Growing evidence showed that the PHLPP family members could suppress the tumorigenesis, because of their involvements in the blockage of growth factor‐induced signaling pathway by the attenuation of AKT signaling.20, 28 FOXO1 was also highlighted to be a downstream target of AKT signaling to suppress tumor development.18, 19, 29 Huang et al reported that PHLPP2 displayed an important effect on the invasiveness of BC cells by the regulation of lncRNA MEG3/miR‐27a axis.17 Evidence by Jiang et al demonstrated that FOXO1 mediated the role of miR‐145 in BC.18 In particular, it was apparently suggested that PHLPP2 and FOXO1 were direct targets of miR‐135a to involve in modulating BC cell proliferation.16 Our study showed that PHLPP2 and FOXO1 expressions were positively regulated by MBNL1‐AS1, but negatively regulated by miR‐135a. However, the activation of AKT signaling pathway by MBNL1‐AS1 silence was blocked by the inhibition of miR‐135a.
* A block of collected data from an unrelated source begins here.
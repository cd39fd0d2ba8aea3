use reqwest::{Client, Method, RequestBuilder, Response, Url};
use secrecy::{ExposeSecret, SecretString};
use serde::{Deserialize, de::DeserializeOwned};
use serde_json::{Value, json};
use types::{
    Error, Result,
    attendance::{AttendanceSubmission, OdRecord, Student},
    classroom::{Classroom, NewRoomRequest, RoomRequest},
    course::{ApprovalStatus, Course, Enrollment, SlotOffering},
    err,
    marks::MarksSubmission,
    notification::TeacherNotification,
    student::{AttendanceConfirmation, Notice},
};

use crate::CampusRepository;

trait ReqwestExt {
    async fn try_send<T: DeserializeOwned>(self) -> Result<T>;
    async fn try_send_empty(self) -> Result<()>;
}

impl ReqwestExt for RequestBuilder {
    async fn try_send<T: DeserializeOwned>(self) -> Result<T> {
        let response = checked(self).await?;
        let body = response.bytes().await.map_err(Error::transport)?;

        match serde_json::from_slice(&body) {
            Ok(r) => Ok(r),
            Err(error) => {
                tracing::debug!(?error, bytes = body.len(), "failed to parse response");
                Err(Error::body(error))
            }
        }
    }

    async fn try_send_empty(self) -> Result<()> {
        checked(self).await?;
        Ok(())
    }
}

async fn checked(request: RequestBuilder) -> Result<Response> {
    let response = request.send().await.map_err(Error::transport)?;
    let status = response.status();
    if status.is_success() {
        return Ok(response);
    }

    let body = response.text().await.unwrap_or_default();
    tracing::warn!(%status, "backend rejected request");
    Err(Error::status(status.as_u16(), body))
}

/// A collection response. The backend names the array after the resource,
/// and a missing array means an empty collection.
#[derive(Deserialize)]
struct List<T> {
    #[serde(
        default = "Vec::new",
        alias = "courses",
        alias = "enrollments",
        alias = "notifications",
        alias = "ods",
        alias = "requests",
        alias = "slots"
    )]
    items: Vec<T>,
}

/// Some listings are a bare array instead.
#[derive(Deserialize)]
#[serde(untagged)]
enum ListBody<T> {
    Bare(Vec<T>),
    Named(List<T>),
}

impl<T> ListBody<T> {
    fn into_items(self) -> Vec<T> {
        match self {
            ListBody::Bare(items) => items,
            ListBody::Named(list) => list.items,
        }
    }
}

/// Reply to a create call, `{"ok": true, "id": "42"}`.
#[derive(Deserialize)]
struct Created {
    id: String,
}

const ENROLLMENT_REQUESTS: [&str; 4] = ["api", "student", "enrollment", "requests"];
const ATTENDANCE_MARK: [&str; 4] = ["api", "teacher", "attendance", "mark"];

fn room_decision<'a>(id: &'a str, decision: &'a str) -> [&'a str; 5] {
    ["api", "admin", "classroom-requests", id, decision]
}

fn enrollment_body(slot: &str, course_id: &str) -> Value {
    json!({ "slot": slot, "courseId": course_id })
}

/// One day's attendance as per-student counts.
fn attendance_body(submission: &AttendanceSubmission) -> Value {
    let attendance: Vec<Value> = submission
        .entries
        .iter()
        .map(|entry| {
            let attended = u32::from(entry.status.counts_present());
            json!({
                "studentId": entry.reg_no,
                "regNo": entry.reg_no,
                "status": entry.status,
                "attended": attended,
                "total": 1,
                "percentage": attended * 100,
            })
        })
        .collect();

    json!({
        "courseId": submission.course_id,
        "date": submission.date,
        "attendance": attendance,
    })
}

/// Append `segments` to `base`, percent-encoding each one.
pub(crate) fn endpoint(base: &Url, segments: &[&str]) -> Result<Url> {
    let mut url = base.clone();
    {
        let mut path = url
            .path_segments_mut()
            .map_err(|()| err!("base url {base} cannot hold a path"))?;
        path.pop_if_empty().extend(segments);
    }
    Ok(url)
}

#[derive(Clone)]
pub struct HttpRepository {
    client: Client,
    base_url: Url,
    token: Option<SecretString>,
}

impl HttpRepository {
    pub fn new(base_url: Url, token: Option<SecretString>) -> Self {
        Self {
            client: Client::new(),
            base_url,
            token,
        }
    }

    fn request(&self, method: Method, url: Url) -> RequestBuilder {
        let builder = self.client.request(method, url);
        match &self.token {
            Some(token) => builder.bearer_auth(token.expose_secret()),
            None => builder,
        }
    }

    fn get(&self, segments: &[&str]) -> Result<RequestBuilder> {
        Ok(self.request(Method::GET, endpoint(&self.base_url, segments)?))
    }

    fn post(&self, segments: &[&str]) -> Result<RequestBuilder> {
        Ok(self.request(Method::POST, endpoint(&self.base_url, segments)?))
    }

    fn put(&self, segments: &[&str]) -> Result<RequestBuilder> {
        Ok(self.request(Method::PUT, endpoint(&self.base_url, segments)?))
    }

    async fn list<T: DeserializeOwned>(&self, segments: &[&str]) -> Result<Vec<T>> {
        Ok(self.get(segments)?.try_send::<ListBody<T>>().await?.into_items())
    }
}

impl CampusRepository for HttpRepository {
    async fn student_notices(&self) -> Result<Vec<Notice>> {
        self.list(&["api", "student", "notifications"]).await
    }

    async fn attendance_confirmations(&self) -> Result<Vec<AttendanceConfirmation>> {
        self.list(&["api", "student", "attendance-confirmations"])
            .await
    }

    async fn slot_offerings(&self) -> Result<Vec<SlotOffering>> {
        self.list(&["api", "student", "enrollment", "slots"]).await
    }

    async fn enrollments(&self) -> Result<Vec<Enrollment>> {
        self.list(&["api", "student", "enrollment"]).await
    }

    async fn request_enrollment(&self, slot: &str, course_id: &str) -> Result<Enrollment> {
        self.post(&ENROLLMENT_REQUESTS)?
            .json(&enrollment_body(slot, course_id))
            .try_send_empty()
            .await?;
        Ok(Enrollment {
            slot: slot.to_string(),
            course_id: course_id.to_string(),
            status: ApprovalStatus::Pending,
        })
    }

    async fn teacher_courses(&self) -> Result<Vec<Course>> {
        self.list(&["api", "teacher", "courses"]).await
    }

    async fn course_students(&self, course_id: &str) -> Result<Vec<Student>> {
        let mut url = endpoint(&self.base_url, &["api", "teacher", "enrollment", "approved"])?;
        url.query_pairs_mut().append_pair("course_id", course_id);

        Ok(self
            .request(Method::GET, url)
            .try_send::<ListBody<Student>>()
            .await?
            .into_items())
    }

    async fn approved_ods(&self) -> Result<Vec<OdRecord>> {
        self.list(&["api", "teacher", "od", "approved"]).await
    }

    async fn submit_attendance(&self, submission: &AttendanceSubmission) -> Result<()> {
        self.post(&ATTENDANCE_MARK)?
            .json(&attendance_body(submission))
            .try_send_empty()
            .await
    }

    async fn submit_marks(&self, submission: &MarksSubmission) -> Result<()> {
        self.post(&["api", "teacher", "marks", "declare-enter"])?
            .json(submission)
            .try_send_empty()
            .await
    }

    async fn teacher_notifications(&self) -> Result<Vec<TeacherNotification>> {
        self.list(&["api", "teacher", "notifications"]).await
    }

    async fn mark_notification_read(&self, id: &str) -> Result<()> {
        self.put(&["api", "teacher", "notifications", id, "read"])?
            .try_send_empty()
            .await
    }

    async fn classrooms(&self) -> Result<Vec<Classroom>> {
        self.list(&["api", "admin", "classrooms"]).await
    }

    async fn room_requests(&self) -> Result<Vec<RoomRequest>> {
        self.list(&["api", "teacher", "room-requests"]).await
    }

    async fn create_room_request(&self, request: &NewRoomRequest) -> Result<RoomRequest> {
        let created = self
            .post(&["api", "teacher", "room-requests"])?
            .json(request)
            .try_send::<Created>()
            .await?;
        // The backend fills in the requester from the token.
        Ok(request.clone().into_request(created.id, ""))
    }

    async fn all_room_requests(&self) -> Result<Vec<RoomRequest>> {
        self.list(&["api", "admin", "room-requests"]).await
    }

    async fn approve_room_request(&self, id: &str) -> Result<()> {
        self.post(&room_decision(id, "approve"))?
            .try_send_empty()
            .await
    }

    async fn reject_room_request(&self, id: &str) -> Result<()> {
        self.post(&room_decision(id, "reject"))?
            .try_send_empty()
            .await
    }

    async fn pending_courses(&self) -> Result<Vec<Course>> {
        self.list(&["api", "admin", "courses", "pending"]).await
    }

    async fn approve_course(&self, id: &str) -> Result<()> {
        self.post(&["api", "admin", "courses", id, "approve"])?
            .try_send_empty()
            .await
    }

    async fn reject_course(&self, id: &str) -> Result<()> {
        self.post(&["api", "admin", "courses", id, "reject"])?
            .try_send_empty()
            .await
    }
}

#[cfg(test)]
mod tests {
    use super::*;
    use pretty_assertions::assert_eq;
    use types::{attendance::AttendanceEntry, student::AttendanceStatus};

    fn base() -> Url {
        Url::parse("http://localhost/smart_campus_api/").unwrap()
    }

    #[test]
    fn endpoint_appends_under_base_path() {
        let url = endpoint(&base(), &["api", "admin", "courses", "pending"]).unwrap();
        assert_eq!(
            url.as_str(),
            "http://localhost/smart_campus_api/api/admin/courses/pending"
        );

        let bare = Url::parse("https://campus.example").unwrap();
        let url = endpoint(&bare, &["api", "teacher", "courses"]).unwrap();
        assert_eq!(url.as_str(), "https://campus.example/api/teacher/courses");
    }

    #[test]
    fn ids_are_one_encoded_segment() {
        let url = endpoint(&base(), &["api", "admin", "courses", "a/b c", "approve"]).unwrap();
        assert_eq!(
            url.path(),
            "/smart_campus_api/api/admin/courses/a%2Fb%20c/approve"
        );
    }

    #[test]
    fn list_accepts_resource_named_arrays() {
        let json = r#"{"courses":[{
            "id": "1", "code": "CS101", "title": "Intro", "faculty": "Dr. Smith",
            "slot": "A", "seats": 60, "approval_status": "PENDING",
            "created_at": "2026-01-10"
        }]}"#;
        let list: List<Course> = serde_json::from_str(json).unwrap();
        assert_eq!(list.items.len(), 1);
        assert_eq!(list.items[0].approval_status, ApprovalStatus::Pending);

        let empty: List<Course> = serde_json::from_str("{}").unwrap();
        assert!(empty.items.is_empty());
    }

    #[test]
    fn listings_may_be_bare_arrays() {
        let json = r#"[{"id":"1","code":"LH-1","name":"Lecture Hall 1","capacity":120}]"#;
        let rooms = serde_json::from_str::<ListBody<Classroom>>(json).unwrap().into_items();
        assert_eq!(rooms[0].capacity, 120);

        let json = r#"{"ok":true,"requests":[]}"#;
        let requests = serde_json::from_str::<ListBody<RoomRequest>>(json).unwrap().into_items();
        assert!(requests.is_empty());
    }

    #[test]
    fn write_routes() {
        let url = |segments: &[&str]| endpoint(&base(), segments).unwrap().path().to_string();
        assert_eq!(
            url(&ENROLLMENT_REQUESTS),
            "/smart_campus_api/api/student/enrollment/requests"
        );
        assert_eq!(url(&ATTENDANCE_MARK), "/smart_campus_api/api/teacher/attendance/mark");
        assert_eq!(
            url(&room_decision("7", "approve")),
            "/smart_campus_api/api/admin/classroom-requests/7/approve"
        );
    }

    #[test]
    fn enrollment_request_body_and_reply() {
        assert_eq!(
            enrollment_body("A", "o-a1"),
            json!({ "slot": "A", "courseId": "o-a1" })
        );
        let created: Created = serde_json::from_str(r#"{"ok":true,"id":"42"}"#).unwrap();
        assert_eq!(created.id, "42");
    }

    #[test]
    fn attendance_body_counts_each_student() {
        let submission = AttendanceSubmission {
            course_id: "CS101".into(),
            date: jiff::civil::date(2026, 1, 15),
            entries: vec![
                AttendanceEntry {
                    reg_no: "19221314".into(),
                    status: AttendanceStatus::Absent,
                },
                AttendanceEntry {
                    reg_no: "19231316".into(),
                    status: AttendanceStatus::OnDuty,
                },
            ],
        };

        assert_eq!(
            attendance_body(&submission),
            json!({
                "courseId": "CS101",
                "date": "2026-01-15",
                "attendance": [
                    {
                        "studentId": "19221314", "regNo": "19221314", "status": "Absent",
                        "attended": 0, "total": 1, "percentage": 0,
                    },
                    {
                        "studentId": "19231316", "regNo": "19231316", "status": "On Duty",
                        "attended": 1, "total": 1, "percentage": 100,
                    },
                ],
            })
        );
    }
}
Collectively, the current work confirmed that MBNL1‐AS1 regulate miR‐135a/PHLPP2/FOXO1 axis to control the progression of BC.

CONCLUSIONS

In summary, to the best of our knowledge, it is the first work to demonstrate that MBNL1‐AS1 is downregulated in BC, and MBNL1‐AS1 plays a critical role in reducing cell proliferation and enhancing cell apoptosis of BC. MBNL1‐AS1 serves as a "sponge" of miR‐135a to attenuate the regulation of PHLPP2/FOXO1, thus inhibiting BC malignancies. These findings together indicate that MBNL1‐AS1 may be a novel tumor suppressor of BC, which provides a molecular basis for BC prognosis and treatment.

CONFLICT OF INTEREST

The authors declare no conflict of interest.